Fifteen sensitives. I recalled back from my training that sensitives were what happened when an incubus or a vampire got a hold of great grandma. Gypsies were the most powerful of the lot, but even the most powerful of gypsies wouldn't be able to do more than give you a head cold. You were more likely to get cursed to trip over your shoelace some time in the next week. Most sensitives were like the girl who could tell time. They had nifty parlor tricks, but nothing all that impressive. And they still had to be trained if they wanted to do any actual magic.
I tried to think back to the book I'd read in Billy's room. I hadn't had long with the thing, but I recalled one of the pages saying something about the shards of ether. It could have been metaphor, or it could have been actual crystalline shards for all I knew. The book hadn't been very helpful, and Billy's spell had been a touch distracting.
I began running through possibilities in my mind. Fourteen potentially virgin girls, all connected by their life threads. Presumably, in any case. I hadn't connected to the threads to check, but it was the most likely answer. If there was some more esoteric reason for the mental chatter, I'd be out of luck on guessing. The set up had all the pieces for the summoning of a demon from one of the upper realms, save for one. The initial offering. Johnson had used the bones and blood of the slain to make an alter. Billy was smarter than to summon a greater demon without proper preparation. On the other hand, I'd thought Billy was smarter than to try to summon demons at all. A thought began to solidify in my head just as the lights came up. For a blissful moment, I was thrilled I could see further than half an inch in front of me. What I saw made me decide I'd rather have the darkness.
I could make out the other fourteen tubes, all suspended by steel girders to a concrete wall. I didn't know if we were in an underground bunker of some sort, or a warehouse, but it didn't really matter. The tubes each had a thin wire connected to the bottom, which connected to a circular platform in the center of the room. Continuing to follow wires led me to a small desk, upon which sat a large computer. At least, I presumed it was a computer, though it was far more block like and filled with levers than any computer with which I was familiar.
There were two other figures in the room, not counting the fourteen girls in tubes. One was Billy, who stood at the previously mentioned computer. He looked hard at work, pushing buttons and pulling levers for purposes I couldn't even fathom. The other? The other was the demon figure that I'd seen on the cover of that book. It stood, lifeless, upon the platform in the center of the room.
I pushed myself to my feet, ignoring the pain in my chest from having been hit by lightening. I banged on the tube wall with my fists, trying to get Billy's attention.
“Billy! This isn't going to work! I'm not even a virgin, you know!” I made a mental note to come up with a few lines for situations like these. I wasn't really happy with the ones I came up with on the fly.
“I don't think he can hear you,” one of the girls responded. “He hasn't said anything to any of us.” It would figure.
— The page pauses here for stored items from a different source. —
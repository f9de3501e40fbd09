//! Whitelist tables
//!
//! Immutable vocabulary the markup filter is allowed to emit: element names,
//! void elements, ignored (unwrapped) elements, attributes, CSS properties and
//! per-tag style overrides. A `Whitelist` is built once and shared by reference,
//! so several sanitizers can run side by side with different vocabularies.

use std::borrow::Cow;
use std::collections::{HashMap, HashSet};

/// Elements that never have children or an end tag.
pub const DEFAULT_VOID_ELEMENTS: &[&str] = &[
    "area", "base", "basefont", "bgsound", "br", "col", "command", "embed", "frame", "hr",
    "image", "img", "input", "isindex", "keygen", "link", "menuitem", "meta", "nextid", "param",
    "source", "track", "wbr",
];

/// Elements that survive filtering.
pub const DEFAULT_ALLOWED_TAGS: &[&str] = &[
    // Paragraph-related elements
    "p", "h1", "h2", "h3", "h4", "h5", "blockquote", "pre",
    // Inline elements
    "img", "a", "span", "br", "code", "b", "em", "i", "u", "strong",
    // Lists
    "ul", "ol", "li",
    // Layout
    "div", "table", "tr", "td", "thead", "th", "tbody",
];

/// Structurally valid elements whose own tags are dropped but whose content is kept.
pub const DEFAULT_IGNORED_TAGS: &[&str] = &["html", "body"];

/// Attributes kept on any allowed element.
pub const DEFAULT_ALLOWED_ATTRIBUTES: &[&str] = &[
    "style", "src", "alt", "href", "title", "colspan", "rowspan",
];

/// CSS properties kept inside a `style` attribute.
pub const DEFAULT_ALLOWED_STYLES: &[&str] = &[
    // Text
    "font-weight", "color", "background-color", "font-style",
    // Block
    "text-align", "valign",
    // Table
    "background",
];

/// Declarations force-applied to specific tags, in application order.
pub const DEFAULT_STYLE_OVERRIDES: &[(&str, &[(&str, &str)])] = &[
    (
        "table",
        &[
            ("box-sizing", "border-box"),
            ("width", "100%"),
            ("margin", ".5em"),
            ("border-collapse", "collapse"),
            ("outline", "1px solid black"),
        ],
    ),
    (
        "th",
        &[
            ("position", "relative"),
            ("border", "1px solid black"),
            ("padding", ".4em"),
            ("font-size", "1.2em"),
        ],
    ),
    (
        "td",
        &[
            ("position", "relative"),
            ("border", "1px solid black"),
            ("padding", ".2em"),
        ],
    ),
    ("div", &[("padding", ".2em")]),
];

/// Lowercase a name, borrowing when it already is.
pub(crate) fn normalize(name: &str) -> Cow<'_, str> {
    if name.bytes().any(|b| b.is_ascii_uppercase()) {
        Cow::Owned(name.to_ascii_lowercase())
    } else {
        Cow::Borrowed(name)
    }
}

fn to_set(names: &[&str]) -> HashSet<String> {
    names.iter().map(|n| n.to_ascii_lowercase()).collect()
}

/// Tag, attribute and style vocabulary for one sanitizer.
///
/// Invariant: every ignored tag is also allowed. The builder methods keep it
/// that way, since an ignored tag must count as allowed for suppression
/// accounting.
#[derive(Debug, Clone, PartialEq, Eq)]
pub struct Whitelist {
    allowed_tags: HashSet<String>,
    void_elements: HashSet<String>,
    ignored_tags: HashSet<String>,
    allowed_attributes: HashSet<String>,
    allowed_styles: HashSet<String>,
    style_overrides: HashMap<String, Vec<(String, String)>>,
}

impl Default for Whitelist {
    fn default() -> Self {
        let mut allowed_tags = to_set(DEFAULT_ALLOWED_TAGS);
        let ignored_tags = to_set(DEFAULT_IGNORED_TAGS);
        allowed_tags.extend(ignored_tags.iter().cloned());

        let style_overrides = DEFAULT_STYLE_OVERRIDES
            .iter()
            .map(|(tag, decls)| {
                let decls = decls
                    .iter()
                    .map(|(k, v)| (k.to_string(), v.to_string()))
                    .collect();
                (tag.to_string(), decls)
            })
            .collect();

        Self {
            allowed_tags,
            void_elements: to_set(DEFAULT_VOID_ELEMENTS),
            ignored_tags,
            allowed_attributes: to_set(DEFAULT_ALLOWED_ATTRIBUTES),
            allowed_styles: to_set(DEFAULT_ALLOWED_STYLES),
            style_overrides,
        }
    }
}

impl Whitelist {
    /// Whitelist with the stock paste vocabulary.
    pub fn new() -> Self {
        Self::default()
    }

    /// Allow additional tags.
    pub fn with_allowed_tags<I, S>(mut self, tags: I) -> Self
    where
        I: IntoIterator<Item = S>,
        S: AsRef<str>,
    {
        for tag in tags {
            self.allowed_tags.insert(normalize(tag.as_ref()).into_owned());
        }
        self
    }

    /// Stop allowing tags. Removed tags are also dropped from the ignored set.
    pub fn without_tags<I, S>(mut self, tags: I) -> Self
    where
        I: IntoIterator<Item = S>,
        S: AsRef<str>,
    {
        for tag in tags {
            let tag = normalize(tag.as_ref());
            self.allowed_tags.remove(tag.as_ref());
            self.ignored_tags.remove(tag.as_ref());
        }
        self
    }

    /// Mark tags as ignored (unwrapped). They become allowed as well.
    pub fn with_ignored_tags<I, S>(mut self, tags: I) -> Self
    where
        I: IntoIterator<Item = S>,
        S: AsRef<str>,
    {
        for tag in tags {
            let tag = normalize(tag.as_ref()).into_owned();
            self.allowed_tags.insert(tag.clone());
            self.ignored_tags.insert(tag);
        }
        self
    }

    /// Allow additional attributes.
    pub fn with_attributes<I, S>(mut self, attributes: I) -> Self
    where
        I: IntoIterator<Item = S>,
        S: AsRef<str>,
    {
        for attr in attributes {
            self.allowed_attributes
                .insert(normalize(attr.as_ref()).into_owned());
        }
        self
    }

    /// Allow additional CSS properties.
    pub fn with_styles<I, S>(mut self, properties: I) -> Self
    where
        I: IntoIterator<Item = S>,
        S: AsRef<str>,
    {
        for prop in properties {
            self.allowed_styles
                .insert(normalize(prop.as_ref()).into_owned());
        }
        self
    }

    /// Force `property: value` onto every `tag`. Replaces an existing override
    /// for the same property, keeping its position.
    pub fn with_style_override(mut self, tag: &str, property: &str, value: &str) -> Self {
        let decls = self
            .style_overrides
            .entry(normalize(tag).into_owned())
            .or_default();
        let property = normalize(property).into_owned();
        match decls.iter_mut().find(|(k, _)| *k == property) {
            Some(slot) => slot.1 = value.to_string(),
            None => decls.push((property, value.to_string())),
        }
        self
    }

    /// Drop every override for `tag`.
    pub fn without_style_overrides(mut self, tag: &str) -> Self {
        self.style_overrides.remove(normalize(tag).as_ref());
        self
    }

    pub fn is_void(&self, tag: &str) -> bool {
        self.void_elements.contains(normalize(tag).as_ref())
    }

    pub fn is_allowed(&self, tag: &str) -> bool {
        self.allowed_tags.contains(normalize(tag).as_ref())
    }

    pub fn is_ignored(&self, tag: &str) -> bool {
        self.ignored_tags.contains(normalize(tag).as_ref())
    }

    pub fn is_attribute_allowed(&self, name: &str) -> bool {
        self.allowed_attributes.contains(normalize(name).as_ref())
    }

    pub fn is_style_allowed(&self, property: &str) -> bool {
        self.allowed_styles.contains(normalize(property).as_ref())
    }

    /// Forced declarations for `tag`, in application order.
    pub fn style_overrides(&self, tag: &str) -> &[(String, String)] {
        self.style_overrides
            .get(normalize(tag).as_ref())
            .map(Vec::as_slice)
            .unwrap_or(&[])
    }

    /// Whether `property` is forced onto at least one tag.
    pub fn is_override(&self, property: &str) -> bool {
        let property = normalize(property);
        self.style_overrides
            .values()
            .flatten()
            .any(|(k, _)| *k == property)
    }
}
I began running through other possibilities in my mind, when Billy decided to prove the girl wrong.
“Sexual purity isn't as important in the fifth realm,” he said with a vacant tone. He didn't even so much as look up from his work. “Besides, Fynarnan doesn't need to be summoned. He's already here.”
The shards. That would explain the girls, and the fact that they were all sensitives. A few pieces began to fall into place within my mind.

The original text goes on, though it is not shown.